• **ASSIGNED TASK**
Figure out how many lines of the listing include the string "detections"; the reply is only that number.

• **GIVEN DATA**

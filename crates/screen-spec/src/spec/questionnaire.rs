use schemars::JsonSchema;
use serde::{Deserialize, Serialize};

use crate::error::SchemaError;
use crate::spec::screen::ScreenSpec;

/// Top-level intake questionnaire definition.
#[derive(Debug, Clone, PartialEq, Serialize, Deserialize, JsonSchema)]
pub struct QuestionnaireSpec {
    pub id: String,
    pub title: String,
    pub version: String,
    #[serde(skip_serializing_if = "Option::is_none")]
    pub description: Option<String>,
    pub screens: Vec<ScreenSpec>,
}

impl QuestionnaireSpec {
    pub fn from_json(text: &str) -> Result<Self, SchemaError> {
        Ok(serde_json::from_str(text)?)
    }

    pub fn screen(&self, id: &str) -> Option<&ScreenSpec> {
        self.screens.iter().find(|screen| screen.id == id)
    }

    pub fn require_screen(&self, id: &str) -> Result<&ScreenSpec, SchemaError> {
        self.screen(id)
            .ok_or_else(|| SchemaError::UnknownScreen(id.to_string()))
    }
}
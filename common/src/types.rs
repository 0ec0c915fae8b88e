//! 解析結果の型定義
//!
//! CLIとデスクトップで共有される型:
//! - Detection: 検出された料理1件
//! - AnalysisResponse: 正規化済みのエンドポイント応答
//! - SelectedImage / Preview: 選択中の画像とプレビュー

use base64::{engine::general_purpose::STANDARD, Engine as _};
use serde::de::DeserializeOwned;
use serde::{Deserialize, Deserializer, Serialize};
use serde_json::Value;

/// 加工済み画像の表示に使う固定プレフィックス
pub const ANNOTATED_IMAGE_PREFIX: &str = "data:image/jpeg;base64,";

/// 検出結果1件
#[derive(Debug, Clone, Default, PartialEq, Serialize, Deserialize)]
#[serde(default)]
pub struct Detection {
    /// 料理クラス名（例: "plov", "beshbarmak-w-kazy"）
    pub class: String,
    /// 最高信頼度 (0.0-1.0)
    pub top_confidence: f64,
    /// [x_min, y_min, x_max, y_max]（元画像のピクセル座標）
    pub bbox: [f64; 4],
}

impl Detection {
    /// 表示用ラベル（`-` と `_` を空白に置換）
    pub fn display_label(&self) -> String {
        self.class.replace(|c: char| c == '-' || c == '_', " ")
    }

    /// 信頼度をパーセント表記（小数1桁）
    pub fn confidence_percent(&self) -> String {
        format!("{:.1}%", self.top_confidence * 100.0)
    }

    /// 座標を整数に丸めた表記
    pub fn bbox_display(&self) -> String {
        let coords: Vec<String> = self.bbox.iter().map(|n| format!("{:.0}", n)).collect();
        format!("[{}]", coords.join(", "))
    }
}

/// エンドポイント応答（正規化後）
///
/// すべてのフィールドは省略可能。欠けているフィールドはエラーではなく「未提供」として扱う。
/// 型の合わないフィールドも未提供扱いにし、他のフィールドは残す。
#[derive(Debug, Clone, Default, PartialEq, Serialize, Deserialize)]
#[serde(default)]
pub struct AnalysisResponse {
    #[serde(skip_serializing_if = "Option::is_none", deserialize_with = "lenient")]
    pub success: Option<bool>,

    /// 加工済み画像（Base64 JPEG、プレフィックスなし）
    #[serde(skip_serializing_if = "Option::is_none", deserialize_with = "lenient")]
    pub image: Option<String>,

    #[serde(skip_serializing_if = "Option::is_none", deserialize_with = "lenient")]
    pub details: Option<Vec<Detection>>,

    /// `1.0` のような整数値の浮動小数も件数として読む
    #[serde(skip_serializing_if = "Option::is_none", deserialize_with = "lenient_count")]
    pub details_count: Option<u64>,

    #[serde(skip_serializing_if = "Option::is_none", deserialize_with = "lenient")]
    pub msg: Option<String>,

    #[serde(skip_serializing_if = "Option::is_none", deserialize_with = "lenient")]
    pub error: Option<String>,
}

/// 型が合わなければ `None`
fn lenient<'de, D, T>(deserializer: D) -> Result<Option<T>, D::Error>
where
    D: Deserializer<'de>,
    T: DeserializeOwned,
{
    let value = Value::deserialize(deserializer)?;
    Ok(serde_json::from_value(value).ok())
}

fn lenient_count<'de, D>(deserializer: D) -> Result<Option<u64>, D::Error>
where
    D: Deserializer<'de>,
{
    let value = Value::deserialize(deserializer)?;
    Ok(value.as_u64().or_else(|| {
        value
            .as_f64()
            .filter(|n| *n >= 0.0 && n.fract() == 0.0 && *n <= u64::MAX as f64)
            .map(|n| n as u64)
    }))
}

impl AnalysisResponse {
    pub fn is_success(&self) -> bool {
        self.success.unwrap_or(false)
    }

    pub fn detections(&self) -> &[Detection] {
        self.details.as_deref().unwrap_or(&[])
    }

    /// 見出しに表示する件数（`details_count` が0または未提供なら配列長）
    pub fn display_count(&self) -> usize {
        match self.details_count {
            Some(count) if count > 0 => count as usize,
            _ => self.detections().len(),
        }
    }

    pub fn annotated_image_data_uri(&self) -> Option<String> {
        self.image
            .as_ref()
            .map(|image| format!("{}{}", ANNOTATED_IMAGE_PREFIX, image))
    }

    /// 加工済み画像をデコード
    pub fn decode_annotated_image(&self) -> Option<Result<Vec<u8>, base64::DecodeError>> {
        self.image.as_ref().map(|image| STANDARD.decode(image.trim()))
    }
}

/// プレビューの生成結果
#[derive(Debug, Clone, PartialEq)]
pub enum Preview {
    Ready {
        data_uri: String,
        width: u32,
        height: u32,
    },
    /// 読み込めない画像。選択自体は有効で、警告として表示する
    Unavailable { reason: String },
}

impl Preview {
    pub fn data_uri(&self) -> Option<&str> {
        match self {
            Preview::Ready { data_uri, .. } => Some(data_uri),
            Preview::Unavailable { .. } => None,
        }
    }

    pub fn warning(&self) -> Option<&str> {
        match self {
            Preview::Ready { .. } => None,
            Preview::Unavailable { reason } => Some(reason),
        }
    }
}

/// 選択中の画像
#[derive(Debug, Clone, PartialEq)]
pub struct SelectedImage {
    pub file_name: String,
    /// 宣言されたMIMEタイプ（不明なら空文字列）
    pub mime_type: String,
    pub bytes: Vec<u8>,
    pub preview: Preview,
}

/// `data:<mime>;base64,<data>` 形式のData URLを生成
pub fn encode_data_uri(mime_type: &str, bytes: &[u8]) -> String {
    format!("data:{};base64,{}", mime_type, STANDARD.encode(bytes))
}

...

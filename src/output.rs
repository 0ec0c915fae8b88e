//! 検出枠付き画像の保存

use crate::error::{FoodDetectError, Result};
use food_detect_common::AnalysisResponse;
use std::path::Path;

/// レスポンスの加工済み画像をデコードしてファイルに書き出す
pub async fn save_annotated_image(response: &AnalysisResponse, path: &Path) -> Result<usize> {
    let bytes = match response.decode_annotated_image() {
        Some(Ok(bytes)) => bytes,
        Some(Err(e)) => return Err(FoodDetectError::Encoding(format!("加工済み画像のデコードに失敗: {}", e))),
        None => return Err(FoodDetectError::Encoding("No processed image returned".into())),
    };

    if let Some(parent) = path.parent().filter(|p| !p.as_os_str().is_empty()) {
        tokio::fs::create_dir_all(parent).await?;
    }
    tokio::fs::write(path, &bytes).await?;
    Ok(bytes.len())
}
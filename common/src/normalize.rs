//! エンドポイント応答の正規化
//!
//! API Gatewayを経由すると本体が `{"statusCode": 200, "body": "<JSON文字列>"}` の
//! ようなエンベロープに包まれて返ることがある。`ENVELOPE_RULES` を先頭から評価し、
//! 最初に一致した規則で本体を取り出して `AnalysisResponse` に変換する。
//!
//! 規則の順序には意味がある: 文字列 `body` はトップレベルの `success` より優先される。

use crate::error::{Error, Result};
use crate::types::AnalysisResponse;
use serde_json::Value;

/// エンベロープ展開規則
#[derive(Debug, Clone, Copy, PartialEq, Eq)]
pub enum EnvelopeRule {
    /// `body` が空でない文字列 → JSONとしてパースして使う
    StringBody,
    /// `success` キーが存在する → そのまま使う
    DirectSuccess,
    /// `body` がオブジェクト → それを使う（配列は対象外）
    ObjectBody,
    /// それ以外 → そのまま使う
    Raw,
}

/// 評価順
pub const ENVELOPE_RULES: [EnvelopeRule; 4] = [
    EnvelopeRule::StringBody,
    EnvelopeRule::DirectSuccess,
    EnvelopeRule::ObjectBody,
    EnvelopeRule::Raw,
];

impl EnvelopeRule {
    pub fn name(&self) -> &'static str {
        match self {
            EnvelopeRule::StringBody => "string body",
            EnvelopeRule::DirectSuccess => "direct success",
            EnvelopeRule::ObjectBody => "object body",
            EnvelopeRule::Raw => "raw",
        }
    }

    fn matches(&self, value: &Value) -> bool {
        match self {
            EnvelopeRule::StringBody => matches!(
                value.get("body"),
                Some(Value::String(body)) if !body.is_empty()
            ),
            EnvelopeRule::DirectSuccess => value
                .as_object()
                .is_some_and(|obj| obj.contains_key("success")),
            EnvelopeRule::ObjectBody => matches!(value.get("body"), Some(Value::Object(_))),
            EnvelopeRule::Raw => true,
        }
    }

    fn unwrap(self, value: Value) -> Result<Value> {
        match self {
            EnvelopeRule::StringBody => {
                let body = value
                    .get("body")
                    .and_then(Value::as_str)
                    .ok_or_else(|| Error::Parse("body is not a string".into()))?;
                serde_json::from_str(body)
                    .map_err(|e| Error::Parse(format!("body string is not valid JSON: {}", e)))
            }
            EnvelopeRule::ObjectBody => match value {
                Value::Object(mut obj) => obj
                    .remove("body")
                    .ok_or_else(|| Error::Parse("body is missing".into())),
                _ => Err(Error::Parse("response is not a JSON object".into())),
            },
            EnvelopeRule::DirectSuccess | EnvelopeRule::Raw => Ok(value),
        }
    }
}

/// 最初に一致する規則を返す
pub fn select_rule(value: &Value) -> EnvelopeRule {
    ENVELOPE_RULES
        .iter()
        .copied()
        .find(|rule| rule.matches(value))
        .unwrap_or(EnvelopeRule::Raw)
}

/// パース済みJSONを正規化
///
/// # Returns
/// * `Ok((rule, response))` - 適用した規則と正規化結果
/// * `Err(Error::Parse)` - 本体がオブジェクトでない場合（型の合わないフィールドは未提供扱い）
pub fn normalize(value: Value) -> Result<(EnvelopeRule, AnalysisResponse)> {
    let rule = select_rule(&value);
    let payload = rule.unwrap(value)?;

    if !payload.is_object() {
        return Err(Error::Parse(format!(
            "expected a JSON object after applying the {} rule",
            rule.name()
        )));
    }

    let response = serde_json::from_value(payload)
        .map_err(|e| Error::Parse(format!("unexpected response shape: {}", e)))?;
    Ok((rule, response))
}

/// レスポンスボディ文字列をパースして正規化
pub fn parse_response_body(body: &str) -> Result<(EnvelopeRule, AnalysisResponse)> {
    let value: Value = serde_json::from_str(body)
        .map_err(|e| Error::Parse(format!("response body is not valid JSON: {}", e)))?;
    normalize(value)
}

• **ANSWER SPACE**
2